Conductors, Insulators and SemiConductors • A SemiConductor is an electronic device that has electrical conductivity between that of a conductor (high conductivity) and that of an insulator (low conductivity). • SemiConductors, such as carbon, germanium, and silicon, are made from materials that have exactly four valence electrons. • SemiConductor materials do not conduct electricity easily and are not good insulators.
Elements, Molecules and Compounds • An atom is the smallest unit of a natural element, or an element is a substance consisting of a large number of the same atom. • Combinations of elements are known as Compounds and the smallest unit of a compound is called a Molecule. • Water is an example of a liquid compound in which the Molecule (H2O) is a combination of an explosive gas (hydrogen) and a very vital gas (oxygen).
Elements, Molecules and Compounds • Elements are the basic materials that make up all matter. • An Element is a substance that can not be chemically broken down and contains atoms of only one variety. • All solids, liquids, and gases are made up of Elements. • Some matter may be made up of only one Element, but most matter is made up of more than one Element. • There are 109 Elements, 92 of which are natural. Millions of Compounds can be made by combining different Elements.
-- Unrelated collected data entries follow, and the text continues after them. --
//! Append-only token storage.

use std::ops::Index;

use super::Token;

/// Typed index into a [`TokenList`].
///
/// Indices stay valid for the list's whole lifetime: the list only grows,
/// and a reallocation of the backing `Vec` moves tokens without changing
/// their index.
#[derive(Copy, Clone, Eq, PartialEq, Hash, Debug, PartialOrd, Ord)]
#[repr(transparent)]
pub struct TokenIdx(u32);

impl TokenIdx {
    #[inline]
    pub const fn from_raw(raw: u32) -> Self {
        TokenIdx(raw)
    }

    #[inline]
    pub const fn raw(self) -> u32 {
        self.0
    }

    #[inline]
    pub const fn index(self) -> usize {
        self.0 as usize
    }
}

/// Ordered, append-only sequence of tokens.
#[derive(Clone, Debug, Default)]
pub struct TokenList<'src> {
    tokens: Vec<Token<'src>>,
}

impl<'src> TokenList<'src> {
    #[inline]
    pub fn new() -> Self {
        TokenList { tokens: Vec::new() }
    }

    /// Append a token and return its index.
    ///
    /// Lists are capped at `u32::MAX` tokens; the index saturates past that.
    #[inline]
    pub fn push(&mut self, token: Token<'src>) -> TokenIdx {
        let idx = TokenIdx(u32::try_from(self.tokens.len()).unwrap_or(u32::MAX));
        self.tokens.push(token);
        idx
    }

    #[inline]
    pub fn get(&self, idx: TokenIdx) -> Option<&Token<'src>> {
        self.tokens.get(idx.index())
    }

    #[inline]
    pub fn len(&self) -> usize {
        self.tokens.len()
    }

    #[inline]
    pub fn is_empty(&self) -> bool {
        self.tokens.is_empty()
    }

    #[inline]
    pub fn last(&self) -> Option<&Token<'src>> {
        self.tokens.last()
    }

    #[inline]
    pub fn as_slice(&self) -> &[Token<'src>] {
        &self.tokens
    }

    pub fn iter(&self) -> std::slice::Iter<'_, Token<'src>> {
        self.tokens.iter()
    }
}

impl<'src> Index<TokenIdx> for TokenList<'src> {
    type Output = Token<'src>;

    #[inline]
    fn index(&self, idx: TokenIdx) -> &Self::Output {
        &self.tokens[idx.index()]
    }
}

impl<'src> Index<usize> for TokenList<'src> {
    type Output = Token<'src>;

    #[inline]
    fn index(&self, index: usize) -> &Self::Output {
        &self.tokens[index]
    }
}

impl<'a, 'src> IntoIterator for &'a TokenList<'src> {
    type Item = &'a Token<'src>;
    type IntoIter = std::slice::Iter<'a, Token<'src>>;

    fn into_iter(self) -> Self::IntoIter {
        self.tokens.iter()
    }
}
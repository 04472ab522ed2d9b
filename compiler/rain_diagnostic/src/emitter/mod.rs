//! Diagnostic emitters.
//!
//! Only human-readable terminal output exists today; the trait keeps the
//! driver independent of the format.

mod terminal;

pub use terminal::{ColorMode, TerminalEmitter};

use crate::Diagnostic;

/// Trait for emitting diagnostics in various formats.
pub trait DiagnosticEmitter {
    /// Emit a single diagnostic.
    fn emit(&mut self, diagnostic: &Diagnostic);

    /// Emit multiple diagnostics.
    fn emit_all(&mut self, diagnostics: &[Diagnostic]) {
        for diag in diagnostics {
            self.emit(diag);
        }
    }

    /// Flush any buffered output.
    fn flush(&mut self);

    /// Emit the closing "aborting due to" line. Silent for zero errors.
    fn emit_summary(&mut self, error_count: usize);
}
//! Lazily materialized token sequence with a read cursor.
//!
//! Tokens are produced on demand, one per `peek` at the end of what has
//! been materialized so far, and appended to a [`TokenList`]. Parsers keep
//! [`TokenIdx`] values rather than references, so growth never invalidates
//! anything they hold.

use rain_ir::{SourceId, Token, TokenIdx, TokenKind, TokenList};
use rain_lexer_core::SourceBuffer;
use thiserror::Error;
use tracing::warn;

use crate::{LexError, Scanner};

/// Invalid cursor movement on a [`TokenStream`].
#[derive(Clone, Copy, Debug, PartialEq, Eq, Error)]
pub enum StreamError {
    #[error("cannot seek by {delta} from token {from}: only {len} tokens materialized")]
    SeekOutOfRange { from: usize, delta: isize, len: usize },
}

/// A lexical diagnostic and the token it was attached to.
#[derive(Clone, Debug, PartialEq, Eq)]
pub struct TokenDiagnostic {
    pub token: TokenIdx,
    pub error: LexError,
}

/// Opaque saved cursor position. Restoring one is always valid because the
/// token list only grows.
#[derive(Copy, Clone, Debug, PartialEq, Eq, PartialOrd, Ord, Hash)]
pub struct Mark(usize);

impl Mark {
    pub fn index(self) -> usize {
        self.0
    }
}

pub struct TokenStream<'src> {
    scanner: Scanner<'src>,
    tokens: TokenList<'src>,
    cursor: usize,
    diagnostics: Vec<TokenDiagnostic>,
}

impl<'src> TokenStream<'src> {
    pub fn new(buffer: &'src SourceBuffer, source: SourceId) -> Self {
        Self::with_scanner(Scanner::new(buffer, source))
    }

    pub fn with_scanner(scanner: Scanner<'src>) -> Self {
        TokenStream {
            scanner,
            tokens: TokenList::new(),
            cursor: 0,
            diagnostics: Vec::new(),
        }
    }

    /// Scan one more token onto the end of the list.
    fn produce(&mut self) {
        let scanned = self.scanner.next_token();
        let idx = self.tokens.push(scanned.token);
        for error in scanned.errors {
            warn!(
                line = error.pos.line,
                column = error.pos.column,
                code = %error.kind.code(),
                "{}",
                error.kind
            );
            self.diagnostics.push(TokenDiagnostic { token: idx, error });
        }
    }

    /// The token under the cursor, scanning it first if needed.
    pub fn peek(&mut self) -> &Token<'src> {
        if self.cursor == self.tokens.len() {
            self.produce();
        }
        &self.tokens[self.cursor]
    }

    /// Kind of the token under the cursor.
    #[inline]
    pub fn peek_kind(&mut self) -> TokenKind {
        self.peek().kind
    }

    /// Advance past the current token, then peek.
    pub fn next(&mut self) -> &Token<'src> {
        if self.cursor == self.tokens.len() {
            self.produce();
        }
        self.cursor += 1;
        self.peek()
    }

    /// Index of the token under the cursor, scanning it first if needed.
    pub fn current_index(&mut self) -> TokenIdx {
        self.peek();
        TokenIdx::from_raw(u32::try_from(self.cursor).unwrap_or(u32::MAX))
    }

    /// Move the cursor by `delta` tokens.
    ///
    /// The target must lie in `0..=len` where `len` is the number of tokens
    /// materialized so far; seeking never scans. On error the cursor is
    /// unchanged.
    pub fn seek(&mut self, delta: isize) -> Result<(), StreamError> {
        let len = self.tokens.len();
        match self.cursor.checked_add_signed(delta) {
            Some(target) if target <= len => {
                self.cursor = target;
                Ok(())
            }
            _ => Err(StreamError::SeekOutOfRange {
                from: self.cursor,
                delta,
                len,
            }),
        }
    }

    /// Cursor position in tokens.
    #[inline]
    pub fn position(&self) -> usize {
        self.cursor
    }

    #[inline]
    pub fn mark(&self) -> Mark {
        Mark(self.cursor)
    }

    /// Return to a saved position.
    #[inline]
    pub fn restore(&mut self, mark: Mark) {
        debug_assert!(mark.0 <= self.tokens.len());
        self.cursor = mark.0;
    }

    /// A materialized token.
    pub fn token(&self, idx: TokenIdx) -> Option<&Token<'src>> {
        self.tokens.get(idx)
    }

    /// Every token materialized so far.
    pub fn tokens(&self) -> &TokenList<'src> {
        &self.tokens
    }

    pub fn source(&self) -> SourceId {
        self.scanner.source()
    }

    /// Lexical diagnostics for the tokens materialized so far.
    pub fn diagnostics(&self) -> &[TokenDiagnostic] {
        &self.diagnostics
    }

    pub fn take_diagnostics(&mut self) -> Vec<TokenDiagnostic> {
        std::mem::take(&mut self.diagnostics)
    }

    /// Scan everything up to and including the end marker and hand back the
    /// tokens and diagnostics.
    pub fn finish(mut self) -> (TokenList<'src>, Vec<TokenDiagnostic>) {
        while !self.tokens.last().is_some_and(|t| t.kind.is_endmark()) {
            self.produce();
        }
        (self.tokens, self.diagnostics)
    }
}
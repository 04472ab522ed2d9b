use thiserror::Error;

/// Misuse of a [`Cursor`](crate::Cursor) that would read outside the source
/// or split a UTF-8 character.
#[derive(Clone, Copy, Debug, PartialEq, Eq, Error)]
pub enum CursorError {
    #[error("slice start {start} is after slice end {end}")]
    SliceOutOfOrder { start: u32, end: u32 },
    #[error("slice end {end} is past the end of the source ({len} bytes)")]
    SliceOutOfBounds { end: u32, len: u32 },
    #[error("cannot rewind {by} bytes from offset {pos}")]
    RewindBeforeStart { pos: u32, by: u32 },
    #[error("slice {start}..{end} does not fall on character boundaries")]
    NotCharBoundary { start: u32, end: u32 },
}
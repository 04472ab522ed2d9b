//! Numeric literals.
//!
//! - `0x`/`0X` and `0b`/`0B` need at least one digit of their base; a bad
//!   first digit ends the literal right after the prefix.
//! - `0` followed by digits is octal. An `8` or `9` is reported but the
//!   literal still covers the whole digit run.
//! - Anything else is decimal, becoming a float only when a `.` is followed
//!   by a digit. A lone `0` never starts a float.

use rain_ir::TokenKind;

use super::Scanner;
use crate::LexErrorKind;

impl Scanner<'_> {
    pub(super) fn number(&mut self) -> TokenKind {
        if self.cursor.current() == b'0' {
            match self.cursor.peek(1) {
                b'0'..=b'9' => return self.octal(),
                b'x' | b'X' => {
                    return self.radix_prefixed(TokenKind::HEX_INTEGER, 16, |b| {
                        b.is_ascii_hexdigit()
                    });
                }
                b'b' | b'B' => {
                    return self.radix_prefixed(TokenKind::BIN_INTEGER, 2, |b| {
                        matches!(b, b'0' | b'1')
                    });
                }
                _ => {
                    self.cursor.bump();
                    return TokenKind::DEC_INTEGER;
                }
            }
        }

        self.cursor.eat_while(|b| b.is_ascii_digit());
        if self.cursor.current() == b'.' && self.cursor.peek(1).is_ascii_digit() {
            self.cursor.bump();
            self.cursor.eat_while(|b| b.is_ascii_digit());
            return TokenKind::FLOAT;
        }
        TokenKind::DEC_INTEGER
    }

    fn octal(&mut self) -> TokenKind {
        self.cursor.bump(); // '0'
        while self.cursor.current().is_ascii_digit() {
            let digit = self.cursor.current();
            if digit >= b'8' {
                self.error_here(LexErrorKind::InvalidOctalDigit {
                    digit: char::from(digit),
                });
            }
            self.cursor.bump();
        }
        TokenKind::OCT_INTEGER
    }

    fn radix_prefixed(
        &mut self,
        kind: TokenKind,
        radix: u8,
        is_digit: impl Fn(u8) -> bool + Copy,
    ) -> TokenKind {
        self.cursor.advance(2); // '0x' / '0b'
        if self.cursor.is_eof() || !is_digit(self.cursor.current()) {
            let found = self.current_char();
            self.error_here(LexErrorKind::MissingRadixDigit { radix, found });
            return kind;
        }
        self.cursor.eat_while(is_digit);
        kind
    }
}
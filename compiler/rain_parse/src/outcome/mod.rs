//! Progress-aware parse outcome.
//!
//! | Progress | Result | Variant      | Meaning                          |
//! |----------|--------|--------------|----------------------------------|
//! | Consumed | Ok     | `ConsumedOk` | Matched one or more tokens       |
//! | Empty    | Ok     | `EmptyOk`    | Matched without consuming        |
//! | Empty    | Err    | `EmptyErr`   | No match; cursor is where it was |
//!
//! Every combinator restores the cursor on failure, so there is no
//! "consumed and failed" state: a failed rule never moves the stream.

use crate::ExpectedKinds;

#[derive(Debug)]
pub enum ParseOutcome<T> {
    /// Consumed input and succeeded.
    ConsumedOk { value: T },
    /// Succeeded without consuming input (e.g. an empty repetition).
    EmptyOk { value: T },
    /// Failed; the cursor is unchanged.
    EmptyErr {
        /// Kinds that would have let matching continue.
        expected: ExpectedKinds,
        /// Token index where matching stopped. May lie past the rule's
        /// start when a nested sequence got partway before failing.
        position: usize,
    },
}

impl<T> ParseOutcome<T> {
    #[inline]
    pub fn consumed_ok(value: T) -> Self {
        Self::ConsumedOk { value }
    }

    #[inline]
    pub fn empty_ok(value: T) -> Self {
        Self::EmptyOk { value }
    }

    #[inline]
    pub fn empty_err(expected: ExpectedKinds, position: usize) -> Self {
        Self::EmptyErr { expected, position }
    }

    /// Success, tagged with whether the cursor moved.
    #[inline]
    pub fn ok(value: T, consumed: bool) -> Self {
        if consumed {
            Self::ConsumedOk { value }
        } else {
            Self::EmptyOk { value }
        }
    }

    #[inline]
    pub fn is_ok(&self) -> bool {
        matches!(self, Self::ConsumedOk { .. } | Self::EmptyOk { .. })
    }

    #[inline]
    pub fn is_err(&self) -> bool {
        !self.is_ok()
    }

    /// Map the success value, preserving the outcome variant.
    pub fn map<U, F: FnOnce(T) -> U>(self, f: F) -> ParseOutcome<U> {
        match self {
            Self::ConsumedOk { value } => ParseOutcome::ConsumedOk { value: f(value) },
            Self::EmptyOk { value } => ParseOutcome::EmptyOk { value: f(value) },
            Self::EmptyErr { expected, position } => ParseOutcome::EmptyErr { expected, position },
        }
    }

    /// Discard progress information.
    pub fn into_result(self) -> Result<T, (ExpectedKinds, usize)> {
        match self {
            Self::ConsumedOk { value } | Self::EmptyOk { value } => Ok(value),
            Self::EmptyErr { expected, position } => Err((expected, position)),
        }
    }

    pub fn value(self) -> Option<T> {
        self.into_result().ok()
    }
}

/// The failure that got furthest into the input, with the expected kinds
/// of every attempt that stopped there merged together.
#[derive(Debug)]
pub(crate) struct Furthest {
    expected: ExpectedKinds,
    position: usize,
}

impl Furthest {
    pub(crate) fn new(position: usize) -> Self {
        Furthest {
            expected: ExpectedKinds::new(),
            position,
        }
    }

    pub(crate) fn record(&mut self, expected: &ExpectedKinds, position: usize) {
        if position > self.position {
            self.expected = expected.clone();
            self.position = position;
        } else if position == self.position {
            self.expected.merge(expected);
        }
    }

    pub(crate) fn into_outcome<T>(self) -> ParseOutcome<T> {
        ParseOutcome::EmptyErr {
            expected: self.expected,
            position: self.position,
        }
    }
}

#[cfg(test)]
mod tests;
Elements, Molecules and Compounds • When elements are combined, the properties of the compound may differ considerably from that of the individual elements. • Electrical properties of compounds are important in water treatment, gas and oil refining, food processing, chemical and pharmaceutical manufacturing, medical applications, and research. • Low voltage electricity is passed through the compounds and used to take measurements that provide information about the product being tested.
Electron Flow • Two theories – Conventional Current Flow and Electron Current Flow. • Conventional Current – current flows from positive to negative. • Conventional Current Flow is used in electrical field and by electrical engineers to aid in explanation electrical circuit properties.
Electron Flow • Electron Current Flow – current flows from negative to positive. • Electron Current Flow is used in electronic semiconductor field to assist in explaining the operation of solid-state electronic components.